### SUPPLIED RECORDS ###

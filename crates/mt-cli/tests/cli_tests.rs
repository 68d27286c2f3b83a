//! Integration tests for the `mt` binary
//!
//! Each test writes a small deployment (config, a data directory and an
//! on-disk meta store) into a temp dir and drives the compiled binary.

use std::path::{Path, PathBuf};
use std::process::Command;
use tempfile::TempDir;

/// Path to the compiled mt binary
fn mt_bin() -> String {
    env!("CARGO_BIN_EXE_mt").to_string()
}

/// Run an `mt` CLI command and return (stdout, stderr, success).
fn run_mt(config: &Path, args: &[&str]) -> (String, String, bool) {
    let output = Command::new(mt_bin())
        .arg("--config")
        .arg(config)
        .args(args)
        .env_remove("RUST_LOG")
        .output()
        .unwrap_or_else(|e| panic!("Failed to execute mt with args {:?}: {}", args, e));
    (
        String::from_utf8_lossy(&output.stdout).to_string(),
        String::from_utf8_lossy(&output.stderr).to_string(),
        output.status.success(),
    )
}

fn deployment() -> (TempDir, PathBuf) {
    let dir = tempfile::tempdir().unwrap();
    let data = dir.path().join("data");
    std::fs::create_dir_all(&data).unwrap();
    std::fs::write(
        data.join("orders.csv"),
        "id,customer,amount\n1,ann,10\n2,bob,25\n3,ann,5\n",
    )
    .unwrap();

    let config = dir.path().join("modeltable.yml");
    std::fs::write(
        &config,
        "name: cli_test\n\
         default_project: proj\n\
         meta:\n  path: target/meta.duckdb\n\
         sources:\n  files:\n    type: files\n    path: data\n",
    )
    .unwrap();
    (dir, config)
}

#[test]
fn test_query_prints_table() {
    let (_dir, config) = deployment();
    let (stdout, stderr, ok) = run_mt(
        &config,
        &[
            "query",
            "SELECT customer, SUM(amount) AS total FROM files.orders GROUP BY customer ORDER BY customer",
        ],
    );
    assert!(ok, "query failed: {}", stderr);

    let lines: Vec<&str> = stdout.lines().collect();
    assert_eq!(lines[0], "customer  total");
    assert_eq!(lines[1], "--------  -----");
    assert_eq!(lines[2], "ann       15");
    assert_eq!(lines[3], "bob       25");
    assert_eq!(lines[4], "(2 rows)");
}

#[test]
fn test_query_json_output() {
    let (_dir, config) = deployment();
    let (stdout, stderr, ok) = run_mt(
        &config,
        &["query", "SELECT id FROM files.orders WHERE amount > 6 ORDER BY id", "-o", "json"],
    );
    assert!(ok, "query failed: {}", stderr);
    let json: serde_json::Value = serde_json::from_str(&stdout).unwrap();
    assert_eq!(json, serde_json::json!([{"id": 1}, {"id": 2}]));
}

#[test]
fn test_query_error_exits_nonzero() {
    let (_dir, config) = deployment();
    let (_stdout, stderr, ok) = run_mt(&config, &["query", "SELECT * FROM files.missing"]);
    assert!(!ok);
    assert!(stderr.contains("missing"), "stderr: {}", stderr);
}

#[test]
fn test_models_empty() {
    let (_dir, config) = deployment();
    let (stdout, _stderr, ok) = run_mt(&config, &["models", "list"]);
    assert!(ok);
    assert!(stdout.contains("No models found."));
}

#[test]
fn test_scheduler_once_runs_created_job() {
    let (_dir, config) = deployment();
    let (_stdout, stderr, ok) = run_mt(
        &config,
        &[
            "jobs",
            "create",
            "count_orders",
            "SELECT COUNT(*) AS n FROM files.orders",
            "--every",
            "every day",
        ],
    );
    assert!(ok, "jobs create failed: {}", stderr);

    let (stdout, stderr, ok) = run_mt(&config, &["scheduler", "--once"]);
    assert!(ok, "scheduler failed: {}", stderr);
    assert!(stdout.contains("1 job(s) ran, 0 failed"), "stdout: {}", stdout);

    let (stdout, _stderr, ok) = run_mt(&config, &["jobs", "list"]);
    assert!(ok);
    assert!(stdout.contains("count_orders"));
    assert!(stdout.contains("every day"));

    let (stdout, _stderr, ok) = run_mt(&config, &["jobs", "history", "count_orders"]);
    assert!(ok);
    let runs: Vec<&str> = stdout
        .lines()
        .filter(|l| l.contains("count_orders"))
        .collect();
    assert_eq!(runs.len(), 1);

    // the next run is a day away
    let (stdout, _stderr, ok) = run_mt(&config, &["scheduler", "--once"]);
    assert!(ok);
    assert!(stdout.contains("0 job(s) ran, 0 failed"));

    let (_stdout, _stderr, ok) = run_mt(&config, &["jobs", "drop", "count_orders"]);
    assert!(ok);
    let (stdout, _stderr, _ok) = run_mt(&config, &["jobs", "list"]);
    assert!(stdout.contains("No jobs found."));
    let (stdout, _stderr, _ok) = run_mt(&config, &["jobs", "history"]);
    assert!(stdout.contains("count_orders"), "history is kept: {}", stdout);
}

#[test]
fn test_jobs_create_rejects_bad_schedule() {
    let (_dir, config) = deployment();
    let (_stdout, stderr, ok) = run_mt(
        &config,
        &["jobs", "create", "j1", "SELECT 1", "--every", "every fortnight"],
    );
    assert!(!ok);
    assert!(stderr.contains("every fortnight"), "stderr: {}", stderr);
}

#[test]
fn test_model_lifecycle() {
    let (_dir, config) = deployment();
    let (stdout, stderr, ok) = run_mt(
        &config,
        &[
            "models",
            "create",
            "spend",
            "--predict",
            "amount",
            "--from",
            "SELECT * FROM files.orders",
        ],
    );
    assert!(ok, "models create failed: {}", stderr);
    assert!(stdout.contains("proj.spend version 1 is complete (active)"), "{}", stdout);

    let (stdout, stderr, ok) = run_mt(
        &config,
        &["models", "retrain", "spend", "--tag", "second", "--no-activate"],
    );
    assert!(ok, "models retrain failed: {}", stderr);
    assert!(stdout.contains("version 2 is complete"), "{}", stdout);
    assert!(!stdout.contains("(active)"), "{}", stdout);

    let (stdout, _stderr, ok) = run_mt(
        &config,
        &["query", "SELECT predictor_version FROM spend", "-o", "json"],
    );
    assert!(ok);
    let json: serde_json::Value = serde_json::from_str(&stdout).unwrap();
    assert_eq!(json, serde_json::json!([{"predictor_version": 1}]));

    let (_stdout, stderr, ok) = run_mt(&config, &["models", "activate", "spend", "2"]);
    assert!(ok, "activate failed: {}", stderr);

    // the active version cannot be deleted, the old one can
    let (_stdout, _stderr, ok) = run_mt(&config, &["models", "delete-version", "spend", "2"]);
    assert!(!ok);
    let (_stdout, stderr, ok) = run_mt(&config, &["models", "delete-version", "spend", "1"]);
    assert!(ok, "delete-version failed: {}", stderr);

    let (stdout, _stderr, ok) = run_mt(&config, &["models", "list", "--versions"]);
    assert!(ok);
    let versions: Vec<&str> = stdout.lines().filter(|l| l.contains("spend")).collect();
    assert_eq!(versions.len(), 1);
    assert!(versions[0].contains("second"));

    let (_stdout, stderr, ok) = run_mt(&config, &["models", "drop", "spend"]);
    assert!(ok, "drop failed: {}", stderr);
    let (stdout, _stderr, _ok) = run_mt(&config, &["models", "list"]);
    assert!(stdout.contains("No models found."));
}

#[test]
fn test_view_create_query_drop() {
    let (_dir, config) = deployment();
    let (_stdout, stderr, ok) = run_mt(
        &config,
        &[
            "views",
            "create",
            "big_orders",
            "SELECT id, amount FROM files.orders WHERE amount > 6",
        ],
    );
    assert!(ok, "views create failed: {}", stderr);

    let (stdout, _stderr, ok) = run_mt(&config, &["views", "list"]);
    assert!(ok);
    assert!(stdout.contains("big_orders"));

    let (stdout, stderr, ok) = run_mt(
        &config,
        &["query", "SELECT COUNT(*) AS n FROM big_orders", "-o", "json"],
    );
    assert!(ok, "query failed: {}", stderr);
    let json: serde_json::Value = serde_json::from_str(&stdout).unwrap();
    assert_eq!(json, serde_json::json!([{"n": 2}]));

    let (_stdout, stderr, ok) = run_mt(&config, &["views", "create", "big_orders", "SELECT 1"]);
    assert!(!ok);
    assert!(stderr.contains("already exists"), "stderr: {}", stderr);

    let (_stdout, _stderr, ok) = run_mt(&config, &["views", "drop", "big_orders"]);
    assert!(ok);
    let (_stdout, _stderr, ok) = run_mt(&config, &["query", "SELECT * FROM big_orders"]);
    assert!(!ok);
}

#[test]
fn test_describe_file_table() {
    let (_dir, config) = deployment();
    let (stdout, stderr, ok) = run_mt(&config, &["describe", "files.orders"]);
    assert!(ok, "describe failed: {}", stderr);

    let lines: Vec<&str> = stdout.lines().collect();
    assert_eq!(lines[0], "COLUMN    TYPE");
    let customer = lines
        .iter()
        .find(|l| l.starts_with("customer"))
        .unwrap_or_else(|| panic!("no customer column: {}", stdout));
    assert!(customer.ends_with("text"), "{}", customer);

    let (_stdout, stderr, ok) = run_mt(&config, &["describe", "files.missing"]);
    assert!(!ok);
    assert!(stderr.contains("missing"), "stderr: {}", stderr);
}
//! Metadata store for Modeltable.
//!
//! Defines the store traits consumed by the model manager, the scheduler and
//! the executor, with two implementations: [`MetaDb`], a DuckDB database
//! (default `target/meta.duckdb`) migrated from embedded DDL, and
//! [`MemoryStore`] for tests and ephemeral sessions.

pub mod connection;
pub mod ddl;
pub mod error;
mod jobs;
pub mod memory;
pub mod migration;
mod models;
pub(crate) mod row_helpers;
pub mod store;
mod views;

pub use connection::MetaDb;
pub use error::{MetaError, MetaResult};
pub use memory::MemoryStore;
pub use store::{JobStore, MetaStore, ModelStore, ViewRecord, ViewStore};
//! Hash grouping and aggregate accumulation

use super::eval::{evaluate, is_true};
use crate::error::ExecResult;
use crate::plan::{aggregate_column, AggregateCall, AggregateFunc, Expr};
use mt_core::{ColumnId, GroupKey, RowBatch, Value};
use std::cmp::Ordering;
use std::collections::{HashMap, HashSet};

/// Group `batch` by `group_by` and evaluate `aggregates` per group.
///
/// Each output row is the group's first input row followed by the aggregate
/// values. Groups appear in order of first occurrence. Without GROUP BY an
/// empty input still yields one row, so `COUNT(*)` reports 0.
pub(crate) fn aggregate(
    batch: RowBatch,
    group_by: &[Expr],
    aggregates: &[AggregateCall],
    having: Option<&Expr>,
) -> ExecResult<RowBatch> {
    let mut index: HashMap<Vec<GroupKey>, usize> = HashMap::new();
    let mut groups: Vec<Vec<usize>> = Vec::new();
    for (row_idx, row) in batch.rows.iter().enumerate() {
        let key = group_by
            .iter()
            .map(|e| evaluate(e, &batch.columns, row).map(|v| v.group_key()))
            .collect::<ExecResult<Vec<_>>>()?;
        match index.get(&key) {
            Some(&g) => groups[g].push(row_idx),
            None => {
                index.insert(key, groups.len());
                groups.push(vec![row_idx]);
            }
        }
    }
    if groups.is_empty() && group_by.is_empty() {
        groups.push(Vec::new());
    }

    let mut columns = batch.columns.clone();
    columns.extend((0..aggregates.len()).map(|i| ColumnId::bare(aggregate_column(i))));

    let mut rows = Vec::with_capacity(groups.len());
    for members in &groups {
        let mut out = match members.first() {
            Some(&first) => batch.rows[first].clone(),
            None => vec![Value::Null; batch.width()],
        };
        for call in aggregates {
            out.push(accumulate(call, &batch, members)?);
        }
        if let Some(predicate) = having {
            if !is_true(&evaluate(predicate, &columns, &out)?) {
                continue;
            }
        }
        rows.push(out);
    }
    Ok(RowBatch::new(columns, rows))
}

fn accumulate(call: &AggregateCall, batch: &RowBatch, members: &[usize]) -> ExecResult<Value> {
    let Some(arg) = &call.arg else {
        return Ok(Value::Integer(members.len() as i64));
    };

    let mut values = Vec::with_capacity(members.len());
    let mut seen = HashSet::new();
    for &idx in members {
        let v = evaluate(arg, &batch.columns, &batch.rows[idx])?;
        if v.is_null() {
            continue;
        }
        if call.distinct && !seen.insert(v.group_key()) {
            continue;
        }
        values.push(v);
    }

    Ok(match call.func {
        AggregateFunc::Count => Value::Integer(values.len() as i64),
        AggregateFunc::Min => values
            .into_iter()
            .min_by(|a, b| a.sort_cmp(b))
            .unwrap_or(Value::Null),
        AggregateFunc::Max => values
            .into_iter()
            .reduce(|best, v| match v.sort_cmp(&best) {
                Ordering::Greater => v,
                _ => best,
            })
            .unwrap_or(Value::Null),
        AggregateFunc::Sum => sum(&values),
        AggregateFunc::Avg => match sum(&values).as_f64() {
            Some(total) if !values.is_empty() => Value::Float(total / values.len() as f64),
            _ => Value::Null,
        },
    })
}

/// Integer sum while every input is an integer and nothing overflows
fn sum(values: &[Value]) -> Value {
    if values.is_empty() {
        return Value::Null;
    }
    let mut exact: Option<i64> = Some(0);
    let mut total = 0f64;
    for v in values {
        exact = match (exact, v) {
            (Some(acc), Value::Integer(i)) => acc.checked_add(*i),
            _ => None,
        };
        total += v.as_f64().unwrap_or(0.0);
    }
    match exact {
        Some(i) => Value::Integer(i),
        None => Value::Float(total),
    }
}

###

EXERCISE DESCRIPTION >>
Copy the lines from the start of the data verbatim, stopping after the line containing "let dir = tempfile::tempdir().unwrap();".

ANSWER TO THIS TASK >>
filename crates/mt-cli/tests/cli_tests.rs
repository 68d27286c2f3b83a
//! Integration tests for the `mt` binary
//!
//! Each test writes a small deployment (config, a data directory and an
//! on-disk meta store) into a temp dir and drives the compiled binary.

use std::path::{Path, PathBuf};
use std::process::Command;
use tempfile::TempDir;

/// Path to the compiled mt binary
fn mt_bin() -> String {
    env!("CARGO_BIN_EXE_mt").to_string()
}

/// Run an `mt` CLI command and return (stdout, stderr, success).
fn run_mt(config: &Path, args: &[&str]) -> (String, String, bool) {
    let output = Command::new(mt_bin())
        .arg("--config")
        .arg(config)
        .args(args)
        .env_remove("RUST_LOG")
        .output()
        .unwrap_or_else(|e| panic!("Failed to execute mt with args {:?}: {}", args, e));
    (
        String::from_utf8_lossy(&output.stdout).to_string(),
        String::from_utf8_lossy(&output.stderr).to_string(),
        output.status.success(),
    )
}

fn deployment() -> (TempDir, PathBuf) {
    let dir = tempfile::tempdir().unwrap();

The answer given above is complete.